DESCRIPTION OF THE TASK: Find the number of lines containing the string "SearchCmd" in the data. Answer with the number by itself.

──────

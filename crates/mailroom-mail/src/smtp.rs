use std::path::Path;

use lettre::message::header::ContentType;
use lettre::message::{Attachment, Mailbox, MultiPart, SinglePart};
use lettre::transport::smtp::authentication::Credentials;
use lettre::transport::smtp::client::{Tls, TlsParameters};
use lettre::{Address, Message, SmtpTransport, Transport};
use mailparse::{MailAddr, addrparse};
use serde_json::Value as JsonValue;
use tracing::{debug, info, warn};

use mailroom_content::{TemplateRenderer, html_to_plain};
use mailroom_core::{Account, MailError, OperationResult, OutgoingMessage, Payload, Result};

/// Hands a built message to a mail server.
pub trait Submit {
    fn submit(&self, email: &Message) -> Result<()>;
}

impl Submit for SmtpTransport {
    fn submit(&self, email: &Message) -> Result<()> {
        self.send(email).map(|_| ()).map_err(classify_smtp_error)
    }
}

pub struct SmtpSender<'a> {
    account: &'a Account,
}

impl<'a> SmtpSender<'a> {
    pub fn new(account: &'a Account) -> Self {
        Self { account }
    }

    /// Builds and sends `message` over a fresh SMTP connection.
    pub fn send(&self, message: &OutgoingMessage) -> OperationResult {
        let outcome = build_message(message).and_then(|email| {
            let transport = smtp_transport(self.account)?;
            deliver(&transport, &email)
        });
        sent_result(message, outcome)
    }

    /// Same as [`send`](Self::send) but through a caller supplied transport.
    pub fn send_via<T: Submit>(&self, transport: &T, message: &OutgoingMessage) -> OperationResult {
        let outcome = build_message(message).and_then(|email| deliver(transport, &email));
        sent_result(message, outcome)
    }

    /// Renders `template` as the HTML body, derives the plain body from it
    /// and sends the result.
    pub fn send_template(
        &self,
        renderer: &TemplateRenderer,
        template: &str,
        context: &JsonValue,
        message: OutgoingMessage,
    ) -> OperationResult {
        send_rendered(renderer, template, context, message, |message| {
            self.send(message)
        })
    }

    /// [`send_template`](Self::send_template) through a caller supplied transport.
    pub fn send_template_via<T: Submit>(
        &self,
        transport: &T,
        renderer: &TemplateRenderer,
        template: &str,
        context: &JsonValue,
        message: OutgoingMessage,
    ) -> OperationResult {
        send_rendered(renderer, template, context, message, |message| {
            self.send_via(transport, message)
        })
    }
}

fn send_rendered<F>(
    renderer: &TemplateRenderer,
    template: &str,
    context: &JsonValue,
    message: OutgoingMessage,
    send: F,
) -> OperationResult
where
    F: FnOnce(&OutgoingMessage) -> OperationResult,
{
    match render_bodies(renderer, template, context, message) {
        Ok(message) => send(&message),
        Err((message, err)) => {
            warn!(template, "template send failed: {}", err);
            OperationResult::failed(sent_payload(&message, None), &err)
        }
    }
}

fn render_bodies(
    renderer: &TemplateRenderer,
    template: &str,
    context: &JsonValue,
    message: OutgoingMessage,
) -> std::result::Result<OutgoingMessage, (OutgoingMessage, MailError)> {
    match renderer.render(template, context) {
        Ok(html) => Ok(OutgoingMessage {
            plain_body: html_to_plain(&html),
            html_body: Some(html),
            ..message
        }),
        Err(err) => Err((message, err)),
    }
}

fn deliver<T: Submit>(transport: &T, email: &Message) -> Result<Option<String>> {
    transport.submit(email)?;
    let message_id = email
        .headers()
        .get_raw("Message-ID")
        .map(|id| id.trim().to_string());
    info!(message_id = ?message_id, "message accepted");
    Ok(message_id)
}

fn sent_result(message: &OutgoingMessage, outcome: Result<Option<String>>) -> OperationResult {
    OperationResult::settle(
        outcome.map(|id| sent_payload(message, id)),
        || sent_payload(message, None),
    )
}

fn sent_payload(message: &OutgoingMessage, message_id: Option<String>) -> Payload {
    Payload::Sent {
        to: message.to.clone(),
        subject: message.subject.clone(),
        message_id,
    }
}

/// Builds the MIME message. Attachments are read here so a missing file
/// fails before any connection is made.
pub fn build_message(message: &OutgoingMessage) -> Result<Message> {
    let attachments = message
        .attachments
        .iter()
        .map(|path| load_attachment(path))
        .collect::<Result<Vec<_>>>()?;

    let to_addrs = parse_mailbox_list(&message.to)?;
    if to_addrs.is_empty() {
        return Err(MailError::validation("No recipients"));
    }

    let mut builder = Message::builder()
        .from(parse_mailbox(&message.from)?)
        .subject(message.subject.as_str())
        .message_id(None);
    for addr in to_addrs {
        builder = builder.to(addr);
    }
    for addr in &message.cc {
        builder = builder.cc(parse_mailbox(addr)?);
    }
    for addr in &message.bcc {
        builder = builder.bcc(parse_mailbox(addr)?);
    }

    let plain = message.plain_body.clone();
    let built = if attachments.is_empty() {
        match &message.html_body {
            Some(html) => {
                builder.multipart(MultiPart::alternative_plain_html(plain, html.clone()))
            }
            None => builder.body(plain),
        }
    } else {
        let mut multipart = match &message.html_body {
            Some(html) => MultiPart::mixed()
                .multipart(MultiPart::alternative_plain_html(plain, html.clone())),
            None => MultiPart::mixed().singlepart(SinglePart::plain(plain)),
        };
        for attachment in attachments {
            multipart = multipart.singlepart(attachment);
        }
        builder.multipart(multipart)
    };
    built.map_err(|e| MailError::validation(format!("Cannot build message: {}", e)))
}

fn load_attachment(path: &Path) -> Result<SinglePart> {
    if !path.is_file() {
        return Err(MailError::AttachmentNotFound(path.to_path_buf()));
    }
    let data = std::fs::read(path).map_err(|e| {
        MailError::validation(format!("Cannot read attachment {}: {}", path.display(), e))
    })?;
    let filename = path
        .file_name()
        .map(|name| name.to_string_lossy().to_string())
        .unwrap_or_else(|| "attachment".to_string());
    let mime = mime_guess::from_path(path).first_or_octet_stream();
    let content_type = ContentType::parse(mime.essence_str())
        .map_err(|e| MailError::validation(format!("Bad content type {}: {}", mime, e)))?;
    debug!(file = %filename, mime = %mime, bytes = data.len(), "attaching");
    Ok(Attachment::new(filename).body(data, content_type))
}

fn smtp_transport(account: &Account) -> Result<SmtpTransport> {
    debug!(
        host = %account.smtp_host,
        port = account.smtp_port,
        tls = account.use_ssl,
        "smtp connect"
    );
    let creds = Credentials::new(account.username.clone(), account.password.clone());
    let builder = SmtpTransport::builder_dangerous(&account.smtp_host).port(account.smtp_port);
    let builder = if account.use_ssl {
        let mut tls_builder = TlsParameters::builder(account.smtp_host.clone());
        if account.skip_tls_verify {
            tls_builder = tls_builder
                .dangerous_accept_invalid_certs(true)
                .dangerous_accept_invalid_hostnames(true);
        }
        let tls_parameters = tls_builder
            .build()
            .map_err(|e| MailError::transport(format!("TLS setup failed: {}", e)))?;
        if account.smtp_port == 465 {
            builder.tls(Tls::Wrapper(tls_parameters))
        } else {
            builder.tls(Tls::Required(tls_parameters))
        }
    } else {
        builder.tls(Tls::None)
    };
    Ok(builder.credentials(creds).build())
}

/// 530/534/535 replies and a missing auth mechanism mean the credentials
/// were refused; everything else is a transport problem.
fn classify_smtp_error(err: lettre::transport::smtp::Error) -> MailError {
    let code = err.status().map(|code| code.to_string());
    let refused = matches!(code.as_deref(), Some("530" | "534" | "535"))
        || err.to_string().to_lowercase().contains("authentication");
    if refused {
        MailError::Auth(err.to_string())
    } else {
        MailError::transport(format!("SMTP error: {}", err))
    }
}

fn parse_mailbox(input: &str) -> Result<Mailbox> {
    let trimmed = input.trim();
    let invalid = |e: lettre::address::AddressError| {
        MailError::validation(format!("Invalid address '{}': {}", trimmed, e))
    };
    let angle = trimmed.rfind('<').and_then(|start| {
        trimmed[start..]
            .find('>')
            .map(|offset| (start, start + offset))
    });
    if let Some((start, end)) = angle {
        let name = trimmed[..start].trim().trim_matches('"');
        let addr = trimmed[start + 1..end].trim();
        let name = (!name.is_empty()).then(|| name.to_string());
        let addr: Address = addr.parse().map_err(invalid)?;
        return Ok(Mailbox::new(name, addr));
    }
    let addr: Address = trimmed.parse().map_err(invalid)?;
    Ok(Mailbox::new(None, addr))
}

fn parse_mailbox_list(input: &str) -> Result<Vec<Mailbox>> {
    let trimmed = input.trim();
    if trimmed.is_empty() {
        return Ok(Vec::new());
    }
    let parsed = addrparse(trimmed)
        .map_err(|e| MailError::validation(format!("Invalid address list '{}': {}", trimmed, e)))?;
    let mut out = Vec::new();
    for addr in parsed.iter() {
        let infos = match addr {
            MailAddr::Single(info) => std::slice::from_ref(info),
            MailAddr::Group(group) => group.addrs.as_slice(),
        };
        for info in infos {
            let parsed: Address = info.addr.parse().map_err(|e| {
                MailError::validation(format!("Invalid address '{}': {}", info.addr, e))
            })?;
            out.push(Mailbox::new(info.display_name.clone(), parsed));
        }
    }
    Ok(out)
}
use std::collections::BTreeMap;
use std::fmt::Write as _;

use crossterm::style::Stylize;

use mailroom_core::{MailboxRecord, OperationResult, Payload, Preset};

const SUBJECT_WIDTH: usize = 50;

/// Pretty JSON with two-space indent; non-ASCII text is kept as is.
pub(crate) fn format_json_output(result: &OperationResult) -> serde_json::Result<String> {
    serde_json::to_string_pretty(result)
}

pub(crate) fn format_table_output(result: &OperationResult) -> String {
    if !result.success {
        let reason = result.error.as_deref().unwrap_or("Unknown error");
        return format!("✗ Failed: {}", reason).as_str().red().to_string();
    }
    match &result.payload {
        Payload::Listing {
            folder,
            query,
            total,
            emails,
        } => format_listing(folder, query.as_deref(), *total, emails),
        Payload::Message {
            email: Some(email),
            ..
        } => format_read_view(email),
        Payload::Folders { folders } => {
            let mut out = format!("\n{}\n", "Folders:".cyan());
            for folder in folders {
                let _ = writeln!(out, "  {} {}", "•".green(), folder);
            }
            out
        }
        Payload::Presets { entries, .. } => format_presets(entries),
        Payload::Preset {
            name,
            preset: Some(preset),
        } => format!(
            "\n{}\n\n{}\n{}\n\n{}\n{}\n",
            format!("Preset: {}", name).as_str().cyan(),
            "Subject:".yellow(),
            preset.subject,
            "Body:".yellow(),
            preset.body
        ),
        Payload::Recipients { members, .. } => format_recipients(members),
        _ => "✓ Success".green().to_string(),
    }
}

fn format_listing(
    folder: &str,
    query: Option<&str>,
    total: usize,
    emails: &[MailboxRecord],
) -> String {
    let mut out = format!("\n{}\n", format!("Folder: {}", folder).as_str().cyan());
    if let Some(query) = query {
        let _ = writeln!(out, "{}", format!("Query: {}", query).as_str().cyan());
    }
    let _ = writeln!(out, "{}\n", format!("Total: {}", total).as_str().cyan());
    for (idx, email) in emails.iter().enumerate() {
        let _ = writeln!(
            out,
            "{} {} {}",
            format!("[{}]", idx + 1).as_str().green(),
            "From:".yellow(),
            or_placeholder(&email.from, "Unknown")
        );
        let _ = writeln!(
            out,
            "      {} {}",
            "Subject:".yellow(),
            or_placeholder(&email.subject, "No Subject")
        );
        let _ = writeln!(
            out,
            "      {} {}\n",
            "Date:".yellow(),
            email.date.as_deref().unwrap_or("Unknown")
        );
        if let Some(err) = &email.error {
            let _ = writeln!(out, "      {}\n", err.as_str().red());
        }
    }
    out
}

fn format_read_view(email: &MailboxRecord) -> String {
    let attachments = if email.attachments.is_empty() {
        "None".to_string()
    } else {
        email.attachments.join(", ")
    };
    format!(
        "\n{} {}\n{} {}\n{} {}\n{} {}\n{} {}\n\n{}\n{}\n",
        "From:".cyan(),
        email.from,
        "To:".cyan(),
        email.to,
        "Subject:".cyan(),
        email.subject,
        "Date:".cyan(),
        email.date.as_deref().unwrap_or("Unknown"),
        "Attachments:".cyan(),
        attachments,
        "Body:".cyan(),
        email.body
    )
}

fn format_presets(entries: &BTreeMap<String, Preset>) -> String {
    if entries.is_empty() {
        return "No presets found in config".to_string();
    }
    let mut out = format!("\n{}\n\n", "Available Presets:".cyan());
    for (name, preset) in entries {
        let _ = writeln!(out, "  {} {}", "•".green(), name);
        let _ = writeln!(out, "    Subject: {}\n", or_placeholder(&preset.subject, "N/A"));
    }
    out
}

fn format_recipients(members: &BTreeMap<String, Vec<String>>) -> String {
    if members.is_empty() {
        return "No recipient groups found in config".to_string();
    }
    let mut out = format!("\n{}\n\n", "Available Groups:".cyan());
    for (name, group) in members {
        let _ = writeln!(
            out,
            "  {} {} ({} recipients)",
            "•".green(),
            name,
            group.len()
        );
        for addr in group {
            let _ = writeln!(out, "    - {}", addr);
        }
        out.push('\n');
    }
    out
}

/// Notification text for a `list --unread` result.
pub(crate) fn format_unread_summary(result: &OperationResult) -> String {
    let (folder, total, emails) = match &result.payload {
        Payload::Listing {
            folder,
            total,
            emails,
            ..
        } if *total > 0 => (folder, *total, emails),
        _ => return "📬 No new unread emails.".to_string(),
    };
    let mut out = format!(
        "📬 You have **{} unread email(s)** in {}:\n\n",
        total, folder
    );
    for (idx, email) in emails.iter().enumerate() {
        let from_name = email.from.split('<').next().unwrap_or_default().trim();
        let _ = writeln!(out, "{}. From: **{}**", idx + 1, from_name);
        let _ = writeln!(out, "   Subject: {}", truncate_subject(&email.subject));
        let _ = writeln!(
            out,
            "   Date: {}\n",
            email.date.as_deref().unwrap_or("Unknown")
        );
    }
    out
}

fn truncate_subject(subject: &str) -> String {
    if subject.chars().count() > SUBJECT_WIDTH {
        let head: String = subject.chars().take(SUBJECT_WIDTH - 3).collect();
        format!("{}...", head)
    } else {
        subject.to_string()
    }
}

fn or_placeholder<'a>(value: &'a str, placeholder: &'a str) -> &'a str {
    if value.is_empty() { placeholder } else { value }
}
use std::path::PathBuf;

use thiserror::Error;

pub type Result<T> = std::result::Result<T, MailError>;

/// Failures surfaced by config loading, composing and the mail clients.
#[derive(Debug, Error)]
pub enum MailError {
    #[error("{0}")]
    Config(String),

    #[error("Template '{0}' not found")]
    TemplateNotFound(String),

    #[error("Template '{name}' failed to render: {reason}")]
    Template { name: String, reason: String },

    #[error("Attachment not found: {}", .0.display())]
    AttachmentNotFound(PathBuf),

    #[error("Authentication failed: {0}")]
    Auth(String),

    #[error("{0}")]
    Transport(String),

    #[error("{0}")]
    Validation(String),
}

impl MailError {
    pub fn config(msg: impl Into<String>) -> Self {
        Self::Config(msg.into())
    }

    pub fn transport(msg: impl Into<String>) -> Self {
        Self::Transport(msg.into())
    }

    pub fn validation(msg: impl Into<String>) -> Self {
        Self::Validation(msg.into())
    }

    /// Stable tag written as `error_kind` in JSON output.
    pub fn kind(&self) -> &'static str {
        match self {
            Self::Config(_) => "config",
            Self::TemplateNotFound(_) => "template_not_found",
            Self::Template { .. } => "template",
            Self::AttachmentNotFound(_) => "attachment_not_found",
            Self::Auth(_) => "auth",
            Self::Transport(_) => "transport",
            Self::Validation(_) => "validation",
        }
    }
}

#[cfg(test)]
mod tests {
    use std::path::PathBuf;

    use super::MailError;

    #[test]
    fn attachment_error_names_the_path() {
        let err = MailError::AttachmentNotFound(PathBuf::from("/tmp/missing.pdf"));
        assert_eq!(err.to_string(), "Attachment not found: /tmp/missing.pdf");
        assert_eq!(err.kind(), "attachment_not_found");
    }

    #[test]
    fn config_error_keeps_message_verbatim() {
        let err = MailError::config("Account 'work' not found in configuration");
        assert_eq!(err.to_string(), "Account 'work' not found in configuration");
        assert_eq!(err.kind(), "config");
    }
}
use std::path::PathBuf;

use clap::{Args, Parser, Subcommand};

use mailroom_core::DEFAULT_FOLDER;

#[path = "cli_command_handlers.rs"]
mod cli_command_handlers;
#[path = "cli_runtime_helpers.rs"]
mod cli_runtime_helpers;

pub(crate) use cli_command_handlers::run_cli;
pub(crate) use cli_runtime_helpers::{confirm, emit, exit_code, load_config, template_renderer};

#[derive(Parser, Debug)]
#[command(name = "mailroom", version, about = "Send and manage email over SMTP/IMAP")]
pub(crate) struct Cli {
    /// Config file, overrides EMAIL_CONFIG and the default locations.
    #[arg(long, global = true)]
    pub(crate) config: Option<PathBuf>,
    /// Template directory, overrides settings.template_dir.
    #[arg(long, global = true)]
    pub(crate) templates: Option<PathBuf>,
    #[command(subcommand)]
    pub(crate) command: CliCommand,
}

#[derive(Subcommand, Debug)]
pub(crate) enum CliCommand {
    /// Send an email.
    Send(SendCmd),
    /// List emails in a folder.
    #[command(alias = "list-emails")]
    List(ListCmd),
    /// Read a specific email.
    Read(ReadCmd),
    /// Search emails with an IMAP query.
    Search(SearchCmd),
    /// Delete an email.
    Delete(DeleteCmd),
    /// Manage email folders.
    Folders(FoldersCmd),
    /// Manage message presets.
    Presets(PresetsCmd),
    /// Manage recipient groups.
    Recipients(RecipientsCmd),
    /// Summarize unread emails for notifications.
    Check(CheckCmd),
}

#[derive(Args, Debug, Clone, Default)]
pub(crate) struct CommonArgs {
    /// Account name from config.
    #[arg(short = 'a', long)]
    pub(crate) account: Option<String>,
    /// Output as JSON.
    #[arg(long)]
    pub(crate) json: bool,
}

#[derive(Args, Debug)]
pub(crate) struct SendCmd {
    #[command(flatten)]
    pub(crate) common: CommonArgs,
    /// Recipient address or group name.
    #[arg(short = 't', long)]
    pub(crate) to: Option<String>,
    #[arg(short = 's', long)]
    pub(crate) subject: Option<String>,
    /// Plain text body.
    #[arg(short = 'b', long)]
    pub(crate) body: Option<String>,
    /// HTML body.
    #[arg(long)]
    pub(crate) html: Option<String>,
    /// Template name in the template directory.
    #[arg(long)]
    pub(crate) template: Option<String>,
    /// Message preset from config.
    #[arg(short = 'p', long)]
    pub(crate) preset: Option<String>,
    /// JSON object used by the template, subject and body.
    #[arg(short = 'c', long)]
    pub(crate) context: Option<String>,
    #[arg(long)]
    pub(crate) cc: Vec<String>,
    #[arg(long)]
    pub(crate) bcc: Vec<String>,
    #[arg(long = "attach")]
    pub(crate) attachments: Vec<PathBuf>,
}

#[derive(Args, Debug)]
pub(crate) struct ListCmd {
    #[command(flatten)]
    pub(crate) common: CommonArgs,
    #[arg(short = 'f', long, default_value = DEFAULT_FOLDER)]
    pub(crate) folder: String,
    #[arg(short = 'l', long, default_value_t = 10)]
    pub(crate) limit: usize,
    /// Only unread emails.
    #[arg(long)]
    pub(crate) unread: bool,
}

#[derive(Args, Debug)]
pub(crate) struct ReadCmd {
    #[command(flatten)]
    pub(crate) common: CommonArgs,
    #[arg(short = 'f', long, default_value = DEFAULT_FOLDER)]
    pub(crate) folder: String,
    #[arg(long = "id")]
    pub(crate) id: String,
}

#[derive(Args, Debug)]
pub(crate) struct SearchCmd {
    #[command(flatten)]
    pub(crate) common: CommonArgs,
    #[arg(short = 'f', long, default_value = DEFAULT_FOLDER)]
    pub(crate) folder: String,
    /// Raw IMAP SEARCH criteria, e.g. 'FROM "boss@example.com"'.
    #[arg(short = 'q', long)]
    pub(crate) query: String,
    #[arg(short = 'l', long, default_value_t = 10)]
    pub(crate) limit: usize,
}

#[derive(Args, Debug)]
pub(crate) struct DeleteCmd {
    #[command(flatten)]
    pub(crate) common: CommonArgs,
    #[arg(short = 'f', long, default_value = DEFAULT_FOLDER)]
    pub(crate) folder: String,
    #[arg(long = "id")]
    pub(crate) id: String,
    /// Skip confirmation.
    #[arg(short = 'y', long)]
    pub(crate) yes: bool,
}

#[derive(Args, Debug)]
pub(crate) struct FoldersCmd {
    #[command(subcommand)]
    pub(crate) command: FoldersCommand,
}

#[derive(Subcommand, Debug)]
pub(crate) enum FoldersCommand {
    List(CommonArgs),
    Create(FoldersCreate),
}

#[derive(Args, Debug)]
pub(crate) struct FoldersCreate {
    #[command(flatten)]
    pub(crate) common: CommonArgs,
    #[arg(short = 'n', long)]
    pub(crate) name: String,
}

#[derive(Args, Debug)]
pub(crate) struct PresetsCmd {
    #[command(subcommand)]
    pub(crate) command: PresetsCommand,
}

#[derive(Subcommand, Debug)]
pub(crate) enum PresetsCommand {
    List(CommonArgs),
    Show(PresetsShow),
}

#[derive(Args, Debug)]
pub(crate) struct PresetsShow {
    #[command(flatten)]
    pub(crate) common: CommonArgs,
    #[arg(short = 'n', long)]
    pub(crate) name: String,
}

#[derive(Args, Debug)]
pub(crate) struct RecipientsCmd {
    #[command(subcommand)]
    pub(crate) command: RecipientsCommand,
}

#[derive(Subcommand, Debug)]
pub(crate) enum RecipientsCommand {
    List(CommonArgs),
}

#[derive(Args, Debug)]
pub(crate) struct CheckCmd {
    #[command(flatten)]
    pub(crate) common: CommonArgs,
    #[arg(short = 'f', long, default_value = DEFAULT_FOLDER)]
    pub(crate) folder: String,
    #[arg(short = 'l', long, default_value_t = 10)]
    pub(crate) limit: usize,
}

──────

SOLUTION FOR THIS TASK: 2